There can be little doubt that writing national history today is a different cup of tea than it used to be. Few historians have the self-confidence of our prolific predecessors of the last century. The direct pressures of dictatorial regimes are too recent to ignore and have unquestionably created profound and structural problems for their historians related to the dangers of too unmediated a vicinity to the sirens of political control and patronage. Presumably, as professional historians, we have been at least partially inoculated against such dangers. But, at the same time, it would be an illusion to imagine that we are now beyond national myth creating and that, in the brave new world of postmodernist subjectivity and the crisis of identities, historians have become blasé about the implicit political messages that have always formed part of the writing of national histories.

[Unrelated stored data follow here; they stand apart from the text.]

// grid.rs - Shared grid, position and direction types for the maze game

use serde::{Deserialize, Serialize};
use std::fmt;
use std::str::FromStr;

use crate::error::{PathfinderError, Result};

/// A single maze cell.
#[derive(Debug, Clone, Copy, PartialEq, Eq, Hash, Default, Serialize, Deserialize)]
pub enum Cell {
    #[default]
    Free,
    Blocked,
}

impl Cell {
    #[inline]
    pub fn is_free(self) -> bool {
        self == Cell::Free
    }
}

/// Row/column coordinate, 0-indexed from the top-left corner.
#[derive(Debug, Clone, Copy, PartialEq, Eq, Hash, Default, Serialize, Deserialize)]
pub struct Position {
    pub row: usize,
    pub col: usize,
}

impl Position {
    #[inline]
    pub const fn new(row: usize, col: usize) -> Self {
        Self { row, col }
    }

    /// Neighbour one step in `direction`, or `None` when that step leaves a
    /// `width x height` grid.
    pub fn step(self, direction: Direction, width: usize, height: usize) -> Option<Position> {
        let (row, col) = match direction {
            Direction::Up => (self.row.checked_sub(1)?, self.col),
            Direction::Down => (self.row + 1, self.col),
            Direction::Left => (self.row, self.col.checked_sub(1)?),
            Direction::Right => (self.row, self.col + 1),
        };
        (row < height && col < width).then_some(Position::new(row, col))
    }

    /// Manhattan distance, the lower bound on steps between two cells.
    pub fn manhattan(self, other: Position) -> usize {
        self.row.abs_diff(other.row) + self.col.abs_diff(other.col)
    }
}

impl fmt::Display for Position {
    fn fmt(&self, f: &mut fmt::Formatter<'_>) -> fmt::Result {
        write!(f, "({}, {})", self.row, self.col)
    }
}

impl From<(usize, usize)> for Position {
    fn from((row, col): (usize, usize)) -> Self {
        Position::new(row, col)
    }
}

/// The four move commands a player can issue.
#[derive(Debug, Clone, Copy, PartialEq, Eq, Hash, Serialize, Deserialize)]
#[serde(rename_all = "lowercase")]
pub enum Direction {
    Up,
    Down,
    Left,
    Right,
}

impl Direction {
    /// BFS neighbour order: up, down, left, right.
    pub const ALL: [Direction; 4] = [
        Direction::Up,
        Direction::Down,
        Direction::Left,
        Direction::Right,
    ];

    pub fn as_str(self) -> &'static str {
        match self {
            Direction::Up => "up",
            Direction::Down => "down",
            Direction::Left => "left",
            Direction::Right => "right",
        }
    }
}

impl fmt::Display for Direction {
    fn fmt(&self, f: &mut fmt::Formatter<'_>) -> fmt::Result {
        f.write_str(self.as_str())
    }
}

impl FromStr for Direction {
    type Err = PathfinderError;

    /// Accepts names, initials and compass points, case-insensitively.
    fn from_str(s: &str) -> Result<Self> {
        match s.trim().to_ascii_lowercase().as_str() {
            "up" | "u" | "north" | "n" => Ok(Direction::Up),
            "down" | "d" | "south" | "s" => Ok(Direction::Down),
            "left" | "l" | "west" | "w" => Ok(Direction::Left),
            "right" | "r" | "east" | "e" => Ok(Direction::Right),
            _ => Err(PathfinderError::InvalidDirection(s.to_string())),
        }
    }
}

/// Rectangular maze of free and blocked cells, stored row-major.
#[derive(Debug, Clone, PartialEq, Eq, Serialize)]
pub struct Grid {
    width: usize,
    height: usize,
    cells: Vec<Cell>,
}

impl Grid {
    /// Creates an all-free grid.
    pub fn new(width: usize, height: usize) -> Result<Self> {
        if width == 0 || height == 0 {
            return Err(PathfinderError::InvalidDimensions { width, height });
        }
        Ok(Self {
            width,
            height,
            cells: vec![Cell::Free; width * height],
        })
    }

    /// Parses a grid from text rows, `#` blocked and `.` free.
    ///
    /// Blank lines and surrounding whitespace are ignored. Rows must all have
    /// the same length.
    pub fn from_ascii(text: &str) -> Result<Self> {
        let rows: Vec<&str> = text
            .lines()
            .map(str::trim)
            .filter(|line| !line.is_empty())
            .collect();

        let height = rows.len();
        let width = rows.first().map_or(0, |r| r.chars().count());
        let mut grid = Grid::new(width, height)?;

        for (row, line) in rows.iter().enumerate() {
            if line.chars().count() != width {
                return Err(PathfinderError::InvalidDimensions {
                    width: line.chars().count(),
                    height,
                });
            }
            for (col, ch) in line.chars().enumerate() {
                let cell = match ch {
                    '#' => Cell::Blocked,
                    '.' => Cell::Free,
                    other => {
                        return Err(PathfinderError::InvalidConfig(format!(
                            "unexpected grid character {other:?} at {}",
                            Position::new(row, col)
                        )))
                    }
                };
                grid.set(Position::new(row, col), cell);
            }
        }
        Ok(grid)
    }

    #[inline]
    pub fn width(&self) -> usize {
        self.width
    }

    #[inline]
    pub fn height(&self) -> usize {
        self.height
    }

    /// Top-left cell, where every session starts.
    #[inline]
    pub fn start(&self) -> Position {
        Position::new(0, 0)
    }

    /// Bottom-right cell.
    #[inline]
    pub fn goal(&self) -> Position {
        Position::new(self.height - 1, self.width - 1)
    }

    #[inline]
    pub fn contains(&self, pos: Position) -> bool {
        pos.row < self.height && pos.col < self.width
    }

    #[inline]
    fn index(&self, pos: Position) -> usize {
        pos.row * self.width + pos.col
    }

    /// Cell at `pos`, or `None` when out of bounds.
    pub fn get(&self, pos: Position) -> Option<Cell> {
        self.contains(pos).then(|| self.cells[self.index(pos)])
    }

    /// Out-of-bounds positions count as not free.
    pub fn is_free(&self, pos: Position) -> bool {
        self.get(pos).is_some_and(Cell::is_free)
    }

    /// Sets a cell; out-of-bounds writes are ignored.
    pub fn set(&mut self, pos: Position, cell: Cell) {
        if self.contains(pos) {
            let idx = self.index(pos);
            self.cells[idx] = cell;
        }
    }

    pub fn blocked_count(&self) -> usize {
        self.cells.iter().filter(|c| !c.is_free()).count()
    }

    /// Rows as cell slices, top to bottom.
    pub fn rows(&self) -> impl Iterator<Item = &[Cell]> {
        self.cells.chunks(self.width)
    }

    /// Renders the grid as text, letting `overlay` replace the glyph of any
    /// cell (player, goal, path markers).
    pub fn render_with<F>(&self, overlay: F) -> String
    where
        F: Fn(Position) -> Option<char>,
    {
        let mut out = String::with_capacity((self.width + 1) * self.height);
        for (row, cells) in self.rows().enumerate() {
            for (col, cell) in cells.iter().enumerate() {
                let glyph = overlay(Position::new(row, col)).unwrap_or(match cell {
                    Cell::Free => '.',
                    Cell::Blocked => '#',
                });
                out.push(glyph);
            }
            out.push('\n');
        }
        out
    }
}

impl fmt::Display for Grid {
    fn fmt(&self, f: &mut fmt::Formatter<'_>) -> fmt::Result {
        f.write_str(&self.render_with(|_| None))
    }
}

In the new nation-states of Europe that have emerged since the collapse of the Soviet Union, and outside Europe, national foundation myths and narratives are actively being constructed and written. In the western world (although not in the United States), the signs of a decline in the ideology of the nation-state can be read in the boom of regional self-identification and the hopes placed in the European Union. Narrative histories, to legitimate both the former and the latter are being written and taught in schools, in the traditional mould of nation-state histories. Writing national history has not lost its role as the hand-maiden of politics.